Here, in contrast to previous methods, we propose a novel arbitrarily-shaped text detector, named DText, which formulates an arbitrarily-shaped text detection problem based on dynamic convolution. Our motivations are based on the following observations:
- •
Many existing regression-based text detection methods are restricted by inflexible bounding boxes to predict arbitrarily-shaped text.
- •
Using fixed instance-shared convolutional kernels makes the FCNs-based text segmentation methods suffer from predicting individual masks for adjacent instances with similar appearances; thus, complicated post-processing is required to distinguish these.
- •
Previous segmentation-based methods usually crop the region of interest (RoI) of each instance and then use a fixed head to predict the mask for multi-scale RoI. Unifying the resolution of the RoI is necessary becuase of the fixed structure of the head. Clearly, it is difficult to determine the optimal resolution for instances with different scales.

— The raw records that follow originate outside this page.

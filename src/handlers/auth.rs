use std::sync::Arc;

use async_trait::async_trait;
use chrono::{Duration, Utc};
use serde::Deserialize;
use sqlx::PgPool;
use uuid::Uuid;

use crate::app::result::{AppResult, Failure};
use crate::app::validation::{Rules, Validator, Violation};
use crate::app::{Handler, Mediator, Registration, Request};
use crate::auth::jwt::{self, ACCESS_TOKEN_TTL_SECS, Claims};
use crate::auth::{password, token};
use crate::config::JwtConfig;
use crate::db::{self, ReadStore, Reference, Unique, UnitOfWork};
use crate::handlers::users::{new_user, password_rules, username_rules};
use crate::models::{ADMIN, TokenPair, User, UserRole, UserToken};

const REFRESH_TOKEN_TTL_DAYS: i64 = 7;
const BOOTSTRAP_LOCK: i64 = 1;
const INVALID_CREDENTIALS: &str = "Invalid credentials";

/// Creates the first account, which becomes an administrator. Closed once
/// any user exists.
#[derive(Debug, Clone, Deserialize)]
pub struct Register {
    pub username: String,
    pub password: String,
    pub employee_id: Option<Uuid>,
}

impl Request for Register {
    type Response = TokenPair;
}

#[derive(Debug, Clone, Deserialize)]
pub struct Login {
    pub username: String,
    pub password: String,
}

impl Request for Login {
    type Response = TokenPair;
}

#[derive(Debug, Clone, Deserialize)]
pub struct Refresh {
    pub refresh_token: String,
}

impl Request for Refresh {
    type Response = TokenPair;
}

/// Revokes the token pair the caller authenticated with.
#[derive(Debug, Clone, Copy)]
pub struct Logout {
    pub token_id: Uuid,
}

impl Request for Logout {
    type Response = ();
}

pub struct RegisterValidator {
    store: Arc<dyn ReadStore>,
}

impl RegisterValidator {
    pub fn new(store: Arc<dyn ReadStore>) -> Self {
        Self { store }
    }
}

#[async_trait]
impl Validator<Register> for RegisterValidator {
    async fn validate(&self, request: &Register) -> AppResult<Vec<Violation>> {
        let mut rules = Rules::new();
        if username_rules(&mut rules, &request.username)
            && self
                .store
                .is_taken(&Unique::Username(request.username.clone()), None)
                .await?
        {
            rules.push("username", "Username is already taken.");
        }
        password_rules(&mut rules, "password", &request.password);
        if let Some(employee_id) = request.employee_id {
            rules.check(
                self.store.exists(Reference::Employee, employee_id).await?,
                "employee_id",
                "Employee does not exist.",
            );
        }
        Ok(rules.into_violations())
    }
}

pub struct LoginValidator;

#[async_trait]
impl Validator<Login> for LoginValidator {
    async fn validate(&self, request: &Login) -> AppResult<Vec<Violation>> {
        let mut rules = Rules::new();
        rules.required("username", &request.username, "Username");
        rules.required("password", &request.password, "Password");
        Ok(rules.into_violations())
    }
}

pub struct RefreshValidator;

#[async_trait]
impl Validator<Refresh> for RefreshValidator {
    async fn validate(&self, request: &Refresh) -> AppResult<Vec<Violation>> {
        let mut rules = Rules::new();
        rules.required("refresh_token", &request.refresh_token, "Refresh token");
        Ok(rules.into_violations())
    }
}

#[derive(Clone)]
pub struct AuthHandlers {
    pool: PgPool,
    jwt: JwtConfig,
}

/// A freshly issued pair: the row to store and the clear tokens to return.
struct Issued {
    row: UserToken,
    pair: TokenPair,
}

impl AuthHandlers {
    pub fn new(pool: PgPool, jwt: JwtConfig) -> Self {
        Self { pool, jwt }
    }

    async fn role_names(&self, user_id: Uuid) -> AppResult<Vec<String>> {
        let roles = db::roles::list_for_user(&self.pool, user_id).await?;
        Ok(roles.into_iter().map(|r| r.role_name).collect())
    }

    /// Signs an access token bound to `token_id` and draws a new refresh token.
    fn issue(&self, user: &User, roles: Vec<String>, token_id: Uuid) -> AppResult<Issued> {
        let now = Utc::now();
        let claims = Claims::new(user.id, user.username.clone(), roles, token_id, now, &self.jwt);
        let access_token = jwt::encode_token(&claims, &self.jwt).map_err(Failure::Unexpected)?;
        let refresh_token = token::generate_refresh_token();
        let access_expires_at = now + Duration::seconds(ACCESS_TOKEN_TTL_SECS);

        let row = UserToken {
            id: token_id,
            user_id: user.id,
            access_token_hash: token::hash_token(&access_token),
            access_expires_at,
            refresh_token_hash: token::hash_token(&refresh_token),
            refresh_expires_at: now + Duration::days(REFRESH_TOKEN_TTL_DAYS),
            created_at: now,
        };

        Ok(Issued {
            row,
            pair: TokenPair {
                access_token,
                refresh_token,
                token_type: "Bearer".to_string(),
                expires_at: access_expires_at,
            },
        })
    }

    async fn sign_in(&self, user: &User) -> AppResult<TokenPair> {
        let roles = self.role_names(user.id).await?;
        let issued = self.issue(user, roles, Uuid::now_v7())?;

        UnitOfWork::new(self.pool.clone())
            .execute(move |uow| async move {
                uow.repository::<UserToken>().add(issued.row);
                Ok(issued.pair)
            })
            .await
    }
}

#[async_trait]
impl Handler<Register> for AuthHandlers {
    async fn handle(&self, request: Register) -> AppResult<TokenPair> {
        let admin = db::roles::find_by_name(&self.pool, ADMIN)
            .await?
            .ok_or_else(|| Failure::Unexpected(format!("Role {ADMIN} is not seeded")))?;

        let user = UnitOfWork::new(self.pool.clone())
            .execute(move |uow| async move {
                // Serializes concurrent bootstrap attempts.
                uow.advisory_lock(BOOTSTRAP_LOCK).await?;

                let users = uow.repository::<User>();
                if users.count().await? > 0 {
                    return Err(Failure::Forbidden(
                        "Registration is disabled. Contact your system administrator.".to_string(),
                    ));
                }

                let user = new_user(request.employee_id, &request.username, &request.password, true)?;
                users.add(user.clone());
                uow.repository::<UserRole>().add(UserRole {
                    user_id: user.id,
                    role_id: admin.id,
                });
                Ok(user)
            })
            .await?;

        tracing::info!(user_id = %user.id, username = %user.username, "Administrator registered");
        self.sign_in(&user).await
    }
}

#[async_trait]
impl Handler<Login> for AuthHandlers {
    async fn handle(&self, request: Login) -> AppResult<TokenPair> {
        let user = db::users::find_by_username(&self.pool, &request.username)
            .await?
            .filter(|u| u.is_active)
            .ok_or_else(|| Failure::Unauthorized(INVALID_CREDENTIALS.to_string()))?;

        let valid = password::verify(&request.password, &user.password_hash, &user.password_salt)
            .map_err(Failure::Unexpected)?;
        if !valid {
            tracing::debug!(username = %user.username, "Login rejected");
            return Err(Failure::Unauthorized(INVALID_CREDENTIALS.to_string()));
        }

        self.sign_in(&user).await
    }
}

#[async_trait]
impl Handler<Refresh> for AuthHandlers {
    async fn handle(&self, request: Refresh) -> AppResult<TokenPair> {
        let invalid = || Failure::Unauthorized("Invalid or expired refresh token".to_string());

        let stored = db::user_tokens::find_by_refresh_hash(
            &self.pool,
            &token::hash_token(&request.refresh_token),
        )
        .await?
        .filter(|t| t.is_refresh_valid(Utc::now()))
        .ok_or_else(invalid)?;

        let user = UnitOfWork::new(self.pool.clone())
            .repository::<User>()
            .find(stored.user_id)
            .await?
            .filter(|u| u.is_active)
            .ok_or_else(invalid)?;

        // Rotation: the old pair is revoked together with issuing the new one.
        let roles = self.role_names(user.id).await?;
        let issued = self.issue(&user, roles, Uuid::now_v7())?;

        UnitOfWork::new(self.pool.clone())
            .execute(move |uow| async move {
                let tokens = uow.repository::<UserToken>();
                tokens.delete(&stored);
                tokens.add(issued.row);
                Ok(issued.pair)
            })
            .await
    }
}

#[async_trait]
impl Handler<Logout> for AuthHandlers {
    async fn handle(&self, request: Logout) -> AppResult<()> {
        UnitOfWork::new(self.pool.clone())
            .execute(move |uow| async move {
                let tokens = uow.repository::<UserToken>();
                let stored = tokens
                    .find(request.token_id)
                    .await?
                    .ok_or_else(|| Failure::not_found("Token"))?;
                tokens.delete(&stored);
                Ok(())
            })
            .await
    }
}

pub fn register(mediator: &mut Mediator, pool: &PgPool, store: &Arc<dyn ReadStore>, jwt: &JwtConfig) {
    let handlers = AuthHandlers::new(pool.clone(), jwt.clone());

    mediator.register(
        Registration::<Register>::new(handlers.clone()).validate(RegisterValidator::new(store.clone())),
    );
    mediator.register(Registration::<Login>::new(handlers.clone()).validate(LoginValidator));
    mediator.register(Registration::<Refresh>::new(handlers.clone()).validate(RefreshValidator));
    mediator.register(Registration::<Logout>::new(handlers));
}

Therefore, inspired by [5], [6], we propose to dynamically generate convolutional kernels according to the particularities of the text. compared to [6], which focuses on aggregating convolutional kernels and maintaining fixed kernels and variational attentions in the inference stage, our method directly generates convolutional kernels to improve the representation capability of the network and the variational of the kernel and maintains example-specific kernels in the inference stage. Compared to CondInst [7], our method can be more sensitive to the various shapes of the text instances. The main contributions of this study are summarized as follows.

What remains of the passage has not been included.